Gender Apartheid- – Not Our Agenda. (Updated: A Universal Doctrine of Women’s Rights)

March 22, 2009 by Phyllis Chesler  
Filed under News and Opinion

By Phyllis Chesler and Marcia Pappas

Gender Apartheid- – Not Our Agenda.

(Scroll down for updates.)

The issue of Islamic/Islamist gender apartheid is one of epidemic and global proportions. Although it has reached American shores, the feminist establishment here remains tragically ambivalent about how to deal with forced veiling, arranged marriage, separatism, and honor-related violence, including honor killings.
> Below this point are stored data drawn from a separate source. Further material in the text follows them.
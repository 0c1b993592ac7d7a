use crate::cli::InitArgs;
use plan_quorum::config::Config;

pub fn execute(args: InitArgs) -> anyhow::Result<()> {
    if args.config.exists() && !args.force {
        anyhow::bail!(
            "{:?} already exists; pass --force to overwrite",
            args.config
        );
    }

    let yaml = serde_yaml::to_string(&Config::default())?;
    std::fs::write(&args.config, yaml)?;

    println!("Wrote default config to {:?}", args.config);
    Ok(())
}
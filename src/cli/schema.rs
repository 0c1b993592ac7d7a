use plan_quorum::config::Config;
use schemars::schema_for;

pub fn execute() -> anyhow::Result<()> {
    let schema = schema_for!(Config);
    let json = serde_json::to_string_pretty(&schema)?;
    println!("{}", json);
    Ok(())
}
Many feminists fear that, were they to tie the subordination of women to a particular religion or culture, especially to Islam, that they would be perceived as “racists,” or “Islamophobes.” This fear trumps their sincere concern for womens’ rights and womens’ lives.

The issue, quite simply, is whether or not non-Muslim white folks can discuss Muslim-on-Muslim crime or black-on-black crime or whether only people who share the same faith and skin-color are allowed to raise this issue.

The issue is also whether American feminists really support an American foreign policy, which both President Obama and Secretary of State Clinton have indicated can or should be tied to womens’ rights. Feminists viewed President Bush’s post 9/11 invasion of Afghanistan and Iraq as morally outrageous and as far more hurtful to Afghan and Iraqi women than was their pre-existing subjugation. Some feminists believed that women had been better off, at least, in Iraq, before the American invasion. We may disagree with this analysis but, nevertheless, why would American feminists hesitate to condemn crimes against women which are being committed on American soil by immigrants, including Muslims, from Third World countries?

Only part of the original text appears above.